▶ [TASK GOAL] A verbatim reproduction of the lines below, from the line containing "in-memory storage backend." through the line containing "fn size(&self) ->", both ends included, is the whole required output.

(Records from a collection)
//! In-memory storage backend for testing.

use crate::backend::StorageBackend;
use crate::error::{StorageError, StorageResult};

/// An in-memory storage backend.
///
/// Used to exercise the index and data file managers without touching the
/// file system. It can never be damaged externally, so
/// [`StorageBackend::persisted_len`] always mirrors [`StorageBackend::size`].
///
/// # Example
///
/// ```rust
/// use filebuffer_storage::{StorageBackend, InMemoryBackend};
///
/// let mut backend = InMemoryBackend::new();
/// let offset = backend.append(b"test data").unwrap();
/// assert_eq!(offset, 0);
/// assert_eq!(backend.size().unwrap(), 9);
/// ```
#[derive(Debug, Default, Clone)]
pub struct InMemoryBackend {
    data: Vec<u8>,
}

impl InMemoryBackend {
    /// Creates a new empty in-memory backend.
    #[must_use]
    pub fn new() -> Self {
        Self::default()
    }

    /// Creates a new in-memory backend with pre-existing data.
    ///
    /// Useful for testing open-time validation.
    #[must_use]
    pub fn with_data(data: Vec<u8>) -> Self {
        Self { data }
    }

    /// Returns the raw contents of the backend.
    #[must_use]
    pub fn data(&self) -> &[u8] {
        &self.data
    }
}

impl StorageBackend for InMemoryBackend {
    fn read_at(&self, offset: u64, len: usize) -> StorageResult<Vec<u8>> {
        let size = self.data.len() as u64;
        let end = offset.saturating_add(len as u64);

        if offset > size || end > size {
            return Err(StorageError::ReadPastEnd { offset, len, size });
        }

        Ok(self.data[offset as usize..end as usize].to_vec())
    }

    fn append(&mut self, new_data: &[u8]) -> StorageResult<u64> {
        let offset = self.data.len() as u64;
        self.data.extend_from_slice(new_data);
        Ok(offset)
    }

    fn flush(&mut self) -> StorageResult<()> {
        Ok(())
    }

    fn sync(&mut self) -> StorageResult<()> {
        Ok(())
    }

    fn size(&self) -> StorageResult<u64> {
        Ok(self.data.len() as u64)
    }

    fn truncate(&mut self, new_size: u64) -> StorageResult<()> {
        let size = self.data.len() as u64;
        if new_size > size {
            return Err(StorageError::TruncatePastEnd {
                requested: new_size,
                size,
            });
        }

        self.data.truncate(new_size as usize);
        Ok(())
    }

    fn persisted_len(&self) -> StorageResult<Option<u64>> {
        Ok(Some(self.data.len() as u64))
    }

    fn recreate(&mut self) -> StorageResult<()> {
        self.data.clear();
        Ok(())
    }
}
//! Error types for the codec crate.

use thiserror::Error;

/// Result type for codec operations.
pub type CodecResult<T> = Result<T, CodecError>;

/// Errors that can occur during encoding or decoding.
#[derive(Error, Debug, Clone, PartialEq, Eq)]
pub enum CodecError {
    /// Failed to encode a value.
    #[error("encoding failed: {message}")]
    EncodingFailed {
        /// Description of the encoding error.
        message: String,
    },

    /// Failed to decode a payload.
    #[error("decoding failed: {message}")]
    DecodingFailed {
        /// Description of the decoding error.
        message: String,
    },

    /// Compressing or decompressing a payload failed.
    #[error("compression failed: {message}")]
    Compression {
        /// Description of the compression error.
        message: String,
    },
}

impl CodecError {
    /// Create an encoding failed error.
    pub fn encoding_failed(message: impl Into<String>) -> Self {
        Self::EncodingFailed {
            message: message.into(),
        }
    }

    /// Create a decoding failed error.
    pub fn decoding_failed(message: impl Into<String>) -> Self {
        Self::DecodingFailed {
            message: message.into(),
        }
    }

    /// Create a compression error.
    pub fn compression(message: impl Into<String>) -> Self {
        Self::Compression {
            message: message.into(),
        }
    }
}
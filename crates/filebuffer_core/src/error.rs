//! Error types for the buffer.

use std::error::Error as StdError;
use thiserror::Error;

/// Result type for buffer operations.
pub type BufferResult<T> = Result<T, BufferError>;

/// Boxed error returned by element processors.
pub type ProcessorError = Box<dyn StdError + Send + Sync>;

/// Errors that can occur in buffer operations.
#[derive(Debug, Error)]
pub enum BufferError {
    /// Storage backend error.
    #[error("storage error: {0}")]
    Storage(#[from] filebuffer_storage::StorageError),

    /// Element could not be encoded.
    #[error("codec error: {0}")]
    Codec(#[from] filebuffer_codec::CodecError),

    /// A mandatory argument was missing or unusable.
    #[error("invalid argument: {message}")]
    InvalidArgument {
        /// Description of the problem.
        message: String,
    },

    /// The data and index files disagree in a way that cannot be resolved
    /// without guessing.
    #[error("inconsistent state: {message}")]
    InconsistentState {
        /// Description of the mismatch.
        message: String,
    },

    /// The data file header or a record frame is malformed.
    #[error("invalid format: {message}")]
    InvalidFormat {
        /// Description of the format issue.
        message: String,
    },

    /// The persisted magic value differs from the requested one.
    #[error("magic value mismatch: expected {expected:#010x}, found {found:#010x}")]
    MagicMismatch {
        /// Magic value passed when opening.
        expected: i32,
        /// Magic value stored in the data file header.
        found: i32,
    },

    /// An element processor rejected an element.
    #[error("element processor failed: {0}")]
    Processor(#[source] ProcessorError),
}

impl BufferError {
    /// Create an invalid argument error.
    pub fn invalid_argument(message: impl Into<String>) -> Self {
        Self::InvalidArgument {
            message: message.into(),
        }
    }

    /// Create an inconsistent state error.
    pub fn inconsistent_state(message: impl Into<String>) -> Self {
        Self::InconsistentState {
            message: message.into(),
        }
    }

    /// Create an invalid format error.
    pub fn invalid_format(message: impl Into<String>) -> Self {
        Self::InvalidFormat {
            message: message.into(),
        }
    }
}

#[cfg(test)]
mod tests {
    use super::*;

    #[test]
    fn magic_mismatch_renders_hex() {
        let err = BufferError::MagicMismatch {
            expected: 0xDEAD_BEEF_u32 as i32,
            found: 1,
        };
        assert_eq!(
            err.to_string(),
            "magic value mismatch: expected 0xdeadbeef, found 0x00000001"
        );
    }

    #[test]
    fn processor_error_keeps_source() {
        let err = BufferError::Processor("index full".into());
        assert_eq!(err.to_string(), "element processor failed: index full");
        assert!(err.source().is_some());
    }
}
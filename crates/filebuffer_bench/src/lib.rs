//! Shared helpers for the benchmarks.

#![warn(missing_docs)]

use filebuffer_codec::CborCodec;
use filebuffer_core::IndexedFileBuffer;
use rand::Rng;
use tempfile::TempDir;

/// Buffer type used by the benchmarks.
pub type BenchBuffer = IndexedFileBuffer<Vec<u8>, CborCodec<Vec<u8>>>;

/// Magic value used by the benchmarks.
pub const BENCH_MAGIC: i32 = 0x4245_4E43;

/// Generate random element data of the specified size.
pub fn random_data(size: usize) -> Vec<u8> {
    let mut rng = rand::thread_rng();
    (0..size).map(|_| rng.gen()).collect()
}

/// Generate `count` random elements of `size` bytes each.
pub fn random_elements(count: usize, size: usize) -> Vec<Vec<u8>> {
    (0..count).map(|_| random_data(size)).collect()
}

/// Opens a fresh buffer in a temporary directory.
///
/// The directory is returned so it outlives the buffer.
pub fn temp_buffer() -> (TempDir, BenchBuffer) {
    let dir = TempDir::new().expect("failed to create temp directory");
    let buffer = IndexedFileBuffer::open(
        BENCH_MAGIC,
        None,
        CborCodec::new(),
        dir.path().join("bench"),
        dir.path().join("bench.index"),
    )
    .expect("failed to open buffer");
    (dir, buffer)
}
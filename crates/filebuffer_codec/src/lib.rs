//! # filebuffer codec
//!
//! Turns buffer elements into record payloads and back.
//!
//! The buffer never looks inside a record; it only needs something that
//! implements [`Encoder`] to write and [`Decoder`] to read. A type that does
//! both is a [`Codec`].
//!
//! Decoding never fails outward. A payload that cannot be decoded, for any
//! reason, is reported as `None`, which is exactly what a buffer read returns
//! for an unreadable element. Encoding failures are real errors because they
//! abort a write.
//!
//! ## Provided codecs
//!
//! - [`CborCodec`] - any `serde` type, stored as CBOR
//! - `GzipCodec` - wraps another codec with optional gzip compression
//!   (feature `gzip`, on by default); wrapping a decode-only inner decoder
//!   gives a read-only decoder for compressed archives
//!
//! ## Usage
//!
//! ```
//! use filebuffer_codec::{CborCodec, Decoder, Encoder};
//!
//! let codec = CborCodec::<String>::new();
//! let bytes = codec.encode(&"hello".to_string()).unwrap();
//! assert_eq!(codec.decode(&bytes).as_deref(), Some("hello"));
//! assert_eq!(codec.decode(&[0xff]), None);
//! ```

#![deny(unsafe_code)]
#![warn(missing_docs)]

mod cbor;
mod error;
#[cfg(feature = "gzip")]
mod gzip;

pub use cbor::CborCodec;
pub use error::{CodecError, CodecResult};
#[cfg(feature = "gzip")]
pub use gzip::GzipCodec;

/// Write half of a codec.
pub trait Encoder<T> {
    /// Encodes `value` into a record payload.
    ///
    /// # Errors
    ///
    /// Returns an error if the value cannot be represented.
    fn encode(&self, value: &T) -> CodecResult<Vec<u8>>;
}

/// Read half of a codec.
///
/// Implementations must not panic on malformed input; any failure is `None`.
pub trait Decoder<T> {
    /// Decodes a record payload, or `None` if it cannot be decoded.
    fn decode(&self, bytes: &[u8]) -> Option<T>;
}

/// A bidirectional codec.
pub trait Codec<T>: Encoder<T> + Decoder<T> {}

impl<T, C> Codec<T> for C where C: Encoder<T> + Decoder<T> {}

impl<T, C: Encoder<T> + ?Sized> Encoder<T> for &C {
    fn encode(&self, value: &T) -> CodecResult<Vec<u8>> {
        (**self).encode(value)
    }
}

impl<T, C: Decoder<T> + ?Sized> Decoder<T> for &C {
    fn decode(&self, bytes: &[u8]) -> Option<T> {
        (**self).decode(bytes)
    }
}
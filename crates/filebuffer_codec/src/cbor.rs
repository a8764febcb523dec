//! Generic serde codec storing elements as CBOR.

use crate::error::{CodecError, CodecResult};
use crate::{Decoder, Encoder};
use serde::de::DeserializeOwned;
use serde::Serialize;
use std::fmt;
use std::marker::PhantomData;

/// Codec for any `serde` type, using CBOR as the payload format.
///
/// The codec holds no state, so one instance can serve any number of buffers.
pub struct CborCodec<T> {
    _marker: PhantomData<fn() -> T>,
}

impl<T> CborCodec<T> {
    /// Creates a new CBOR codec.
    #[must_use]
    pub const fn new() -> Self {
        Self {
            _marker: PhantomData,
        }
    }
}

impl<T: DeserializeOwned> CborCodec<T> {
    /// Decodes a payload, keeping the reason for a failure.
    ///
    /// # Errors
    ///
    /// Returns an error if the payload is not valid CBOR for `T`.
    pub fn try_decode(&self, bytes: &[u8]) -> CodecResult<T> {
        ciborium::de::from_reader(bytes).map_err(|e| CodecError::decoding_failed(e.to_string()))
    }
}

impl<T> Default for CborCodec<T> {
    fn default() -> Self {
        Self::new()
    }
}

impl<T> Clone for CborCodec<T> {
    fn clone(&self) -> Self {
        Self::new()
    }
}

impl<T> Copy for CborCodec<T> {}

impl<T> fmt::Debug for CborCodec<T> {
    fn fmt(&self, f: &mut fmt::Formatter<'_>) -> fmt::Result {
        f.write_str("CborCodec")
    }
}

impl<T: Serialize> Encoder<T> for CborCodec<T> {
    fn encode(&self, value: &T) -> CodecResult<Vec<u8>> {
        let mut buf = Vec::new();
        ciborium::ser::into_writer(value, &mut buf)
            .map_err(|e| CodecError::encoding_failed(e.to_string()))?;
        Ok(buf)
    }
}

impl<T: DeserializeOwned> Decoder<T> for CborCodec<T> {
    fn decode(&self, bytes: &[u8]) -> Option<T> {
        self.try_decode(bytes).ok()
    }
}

▶ [WRITTEN RESPONSE]
/// An in-memory storage backend.
///
/// Used to exercise the index and data file managers without touching the
/// file system. It can never be damaged externally, so
/// [`StorageBackend::persisted_len`] always mirrors [`StorageBackend::size`].
///
/// # Example
///
/// ```rust
/// use filebuffer_storage::{StorageBackend, InMemoryBackend};
///
/// let mut backend = InMemoryBackend::new();
/// let offset = backend.append(b"test data").unwrap();
/// assert_eq!(offset, 0);
/// assert_eq!(backend.size().unwrap(), 9);
/// ```
#[derive(Debug, Default, Clone)]
pub struct InMemoryBackend {
    data: Vec<u8>,
}

impl InMemoryBackend {
    /// Creates a new empty in-memory backend.
    #[must_use]
    pub fn new() -> Self {
        Self::default()
    }

    /// Creates a new in-memory backend with pre-existing data.
    ///
    /// Useful for testing open-time validation.
    #[must_use]
    pub fn with_data(data: Vec<u8>) -> Self {
        Self { data }
    }

    /// Returns the raw contents of the backend.
    #[must_use]
    pub fn data(&self) -> &[u8] {
        &self.data
    }
}

impl StorageBackend for InMemoryBackend {
    fn read_at(&self, offset: u64, len: usize) -> StorageResult<Vec<u8>> {
        let size = self.data.len() as u64;
        let end = offset.saturating_add(len as u64);

        if offset > size || end > size {
            return Err(StorageError::ReadPastEnd { offset, len, size });
        }

        Ok(self.data[offset as usize..end as usize].to_vec())
    }

    fn append(&mut self, new_data: &[u8]) -> StorageResult<u64> {
        let offset = self.data.len() as u64;
        self.data.extend_from_slice(new_data);
        Ok(offset)
    }

    fn flush(&mut self) -> StorageResult<()> {
        Ok(())
    }

    fn sync(&mut self) -> StorageResult<()> {
        Ok(())
    }

    fn size(&self) -> StorageResult<u64> {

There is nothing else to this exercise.